* _Record extracts_
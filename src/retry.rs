//! Retry executor for fallible async operations.
//!
//! Semantics:
//! - `max_attempts` counts *retries*: an operation is invoked at most `max_attempts + 1` times,
//!   and `max_attempts = 0` means exactly one invocation.
//! - The classifier runs on every failure, before the budget check. A fatal failure returns
//!   `NonRetryable` immediately, even with retries left.
//! - Delays follow the policy's [`Backoff`] schedule: `initial`, then multiplied by the factor
//!   and capped. A fresh schedule is started for every execution.
//! - The [`Sleeper`] controls how delays are applied (production uses `TokioSleeper`; tests can
//!   inject `InstantSleeper`/`TrackingSleeper`).
//!
//! Invariants:
//! - Invocations never exceed `max_attempts + 1`.
//! - The sleeper is called exactly once per retry, never after the last attempt.
//! - No state survives between executions.
//!
//! Example
//! ```rust
//! use std::time::Duration;
//! use backstop::{RemoteError, RetryExecutor, RetryPolicy, TrackingSleeper};
//!
//! # tokio::runtime::Builder::new_current_thread().enable_all().build().unwrap().block_on(async {
//! let policy = RetryPolicy::builder()
//!     .max_attempts(2)
//!     .initial_delay(Duration::from_millis(100))
//!     .build()
//!     .unwrap();
//! let sleeper = TrackingSleeper::new();
//! let retry = RetryExecutor::new(policy).with_sleeper(sleeper.clone());
//!
//! let result: Result<(), _> =
//!     retry.execute(|| async { Err(RemoteError::status(503, "unavailable")) }).await;
//! assert_eq!(result.unwrap_err().attempts(), 3);
//! assert_eq!(sleeper.calls(), [Duration::from_millis(100), Duration::from_millis(200)]);
//! # });
//! ```

use crate::backoff::{Backoff, BackoffError};
use crate::classify::{DefaultClassifier, ErrorClassifier, RemoteFailure};
use crate::config::millis;
use crate::sleeper::{Sleeper, TokioSleeper};
use crate::telemetry::{NullSink, PolicyEvent, RetryEvent, TelemetrySink};
use crate::ResilienceError;
use std::future::Future;
use std::sync::Arc;
use std::time::Duration;
use tokio_util::sync::CancellationToken;

/// Errors returned when building a [`RetryPolicy`].
#[derive(Debug, Clone, PartialEq, thiserror::Error)]
pub enum BuildError {
    #[error("invalid backoff: {0}")]
    Backoff(#[from] BackoffError),
}

/// Immutable retry parameters: how many retries, and how long to wait before each.
#[derive(Debug, Clone, Copy, PartialEq)]
pub struct RetryPolicy {
    max_attempts: usize,
    backoff: Backoff,
}

impl Default for RetryPolicy {
    /// 3 retries, 1s initial delay doubling up to 8s.
    fn default() -> Self {
        Self { max_attempts: 3, backoff: Backoff::default() }
    }
}

impl RetryPolicy {
    pub fn new(max_attempts: usize, backoff: Backoff) -> Self {
        Self { max_attempts, backoff }
    }

    /// Builder starting from the defaults.
    pub fn builder() -> RetryPolicyBuilder {
        RetryPolicyBuilder::new()
    }

    /// Retries allowed after the first invocation.
    pub fn max_attempts(&self) -> usize {
        self.max_attempts
    }

    pub fn backoff(&self) -> &Backoff {
        &self.backoff
    }

    pub fn initial_delay(&self) -> Duration {
        self.backoff.initial()
    }

    pub fn max_delay(&self) -> Duration {
        self.backoff.max()
    }

    pub fn backoff_factor(&self) -> f64 {
        self.backoff.factor()
    }
}

/// Builder for [`RetryPolicy`].
#[derive(Debug, Clone)]
pub struct RetryPolicyBuilder {
    max_attempts: usize,
    initial_delay: Duration,
    max_delay: Duration,
    backoff_factor: f64,
}

impl Default for RetryPolicyBuilder {
    fn default() -> Self {
        Self::new()
    }
}

impl RetryPolicyBuilder {
    pub fn new() -> Self {
        let defaults = RetryPolicy::default();
        Self {
            max_attempts: defaults.max_attempts(),
            initial_delay: defaults.initial_delay(),
            max_delay: defaults.max_delay(),
            backoff_factor: defaults.backoff_factor(),
        }
    }

    /// Retries after the first invocation. Zero disables retrying.
    pub fn max_attempts(mut self, retries: usize) -> Self {
        self.max_attempts = retries;
        self
    }

    pub fn initial_delay(mut self, delay: Duration) -> Self {
        self.initial_delay = delay;
        self
    }

    pub fn max_delay(mut self, delay: Duration) -> Self {
        self.max_delay = delay;
        self
    }

    pub fn backoff_factor(mut self, factor: f64) -> Self {
        self.backoff_factor = factor;
        self
    }

    pub fn build(self) -> Result<RetryPolicy, BuildError> {
        let backoff = Backoff::new(self.initial_delay, self.max_delay, self.backoff_factor)?;
        Ok(RetryPolicy::new(self.max_attempts, backoff))
    }
}

/// Runs an operation under a [`RetryPolicy`].
#[derive(Clone)]
pub struct RetryExecutor {
    policy: RetryPolicy,
    sleeper: Arc<dyn Sleeper>,
    sink: Arc<dyn TelemetrySink>,
    label: Arc<str>,
}

impl std::fmt::Debug for RetryExecutor {
    fn fmt(&self, f: &mut std::fmt::Formatter<'_>) -> std::fmt::Result {
        f.debug_struct("RetryExecutor")
            .field("policy", &self.policy)
            .field("label", &self.label)
            .field("sleeper", &"<sleeper>")
            .finish()
    }
}

impl Default for RetryExecutor {
    fn default() -> Self {
        Self::new(RetryPolicy::default())
    }
}

impl RetryExecutor {
    pub fn new(policy: RetryPolicy) -> Self {
        Self {
            policy,
            sleeper: Arc::new(TokioSleeper),
            sink: Arc::new(NullSink),
            label: Arc::from("operation"),
        }
    }

    pub fn with_sleeper<S: Sleeper + 'static>(mut self, sleeper: S) -> Self {
        self.sleeper = Arc::new(sleeper);
        self
    }

    pub fn with_sink<S: TelemetrySink + 'static>(self, sink: S) -> Self {
        self.with_shared_sink(Arc::new(sink))
    }

    pub(crate) fn with_shared_sink(mut self, sink: Arc<dyn TelemetrySink>) -> Self {
        self.sink = sink;
        self
    }

    /// Name attached to retry events and logs.
    pub fn with_label(mut self, label: impl Into<Arc<str>>) -> Self {
        self.label = label.into();
        self
    }

    pub fn policy(&self) -> &RetryPolicy {
        &self.policy
    }

    /// Retry with the [`DefaultClassifier`]: transport failures and 5xx are retried.
    pub async fn execute<T, E, Fut, Op>(&self, operation: Op) -> Result<T, ResilienceError<E>>
    where
        T: Send,
        E: RemoteFailure + Send,
        Fut: Future<Output = Result<T, E>> + Send,
        Op: FnMut() -> Fut + Send,
    {
        self.run(&self.label, operation, &DefaultClassifier, None).await
    }

    /// Retry with a caller-supplied classifier.
    pub async fn execute_with<T, E, Fut, Op, C>(
        &self,
        operation: Op,
        classifier: C,
    ) -> Result<T, ResilienceError<E>>
    where
        T: Send,
        E: Send,
        Fut: Future<Output = Result<T, E>> + Send,
        Op: FnMut() -> Fut + Send,
        C: ErrorClassifier<E>,
    {
        self.run(&self.label, operation, &classifier, None).await
    }

    /// Like [`execute_with`](Self::execute_with), abandoning the sequence as soon as `cancel`
    /// fires. An in-flight attempt or backoff sleep is dropped.
    pub async fn execute_cancellable<T, E, Fut, Op, C>(
        &self,
        operation: Op,
        classifier: C,
        cancel: &CancellationToken,
    ) -> Result<T, ResilienceError<E>>
    where
        T: Send,
        E: Send,
        Fut: Future<Output = Result<T, E>> + Send,
        Op: FnMut() -> Fut + Send,
        C: ErrorClassifier<E>,
    {
        self.run(&self.label, operation, &classifier, Some(cancel)).await
    }

    pub(crate) async fn run<T, E, Fut, Op, C>(
        &self,
        label: &Arc<str>,
        mut operation: Op,
        classifier: &C,
        cancel: Option<&CancellationToken>,
    ) -> Result<T, ResilienceError<E>>
    where
        T: Send,
        E: Send,
        Fut: Future<Output = Result<T, E>> + Send,
        Op: FnMut() -> Fut + Send,
        C: ErrorClassifier<E> + ?Sized,
    {
        let mut schedule = self.policy.backoff.schedule();
        let mut total_delay = Duration::ZERO;
        let mut last: Option<E> = None;
        let mut invocations = 0usize;

        loop {
            if cancel.is_some_and(CancellationToken::is_cancelled) {
                return Err(ResilienceError::Cancelled { attempts: invocations, last });
            }

            invocations += 1;
            let outcome = match cancel {
                Some(token) => tokio::select! {
                    biased;
                    _ = token.cancelled() => {
                        return Err(ResilienceError::Cancelled { attempts: invocations, last });
                    }
                    outcome = operation() => outcome,
                },
                None => operation().await,
            };

            let error = match outcome {
                Ok(value) => {
                    if invocations > 1 {
                        tracing::debug!(operation = %label, attempts = invocations, "succeeded after retry");
                    }
                    return Ok(value);
                }
                Err(e) => e,
            };

            if !classifier.is_retryable(&error) {
                tracing::debug!(operation = %label, attempts = invocations, "failure is not retryable");
                return Err(ResilienceError::NonRetryable { attempts: invocations, source: error });
            }

            if invocations > self.policy.max_attempts {
                tracing::warn!(
                    operation = %label,
                    attempts = invocations,
                    total_delay_ms = millis(total_delay),
                    "retries exhausted"
                );
                self.emit(
                    label,
                    RetryEvent::Exhausted { total_attempts: invocations, total_delay },
                );
                return Err(ResilienceError::RetryExhausted { attempts: invocations, source: error });
            }

            let delay = schedule.advance();
            total_delay = total_delay.saturating_add(delay);
            tracing::debug!(
                operation = %label,
                retry = invocations,
                delay_ms = millis(delay),
                "retrying after backoff"
            );
            self.emit(label, RetryEvent::Attempt { attempt: invocations, delay });
            last = Some(error);

            let sleep = self.sleeper.sleep(delay);
            match cancel {
                Some(token) => tokio::select! {
                    biased;
                    _ = token.cancelled() => {
                        return Err(ResilienceError::Cancelled { attempts: invocations, last });
                    }
                    _ = sleep => {}
                },
                None => sleep.await,
            }
        }
    }

    fn emit(&self, label: &Arc<str>, event: RetryEvent) {
        self.sink.emit(PolicyEvent::Retry { operation: label.clone(), event });
    }
}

* _Exercise_
Return each line exactly, beginning at the start of the material above and ending at the line that includes "by the factor", with both of those kept.

* _Written response_
filename src/retry.rs
//! Retry executor for fallible async operations.
//!
//! Semantics:
//! - `max_attempts` counts *retries*: an operation is invoked at most `max_attempts + 1` times,
//!   and `max_attempts = 0` means exactly one invocation.
//! - The classifier runs on every failure, before the budget check. A fatal failure returns
//!   `NonRetryable` immediately, even with retries left.
//! - Delays follow the policy's [`Backoff`] schedule: `initial`, then multiplied by the factor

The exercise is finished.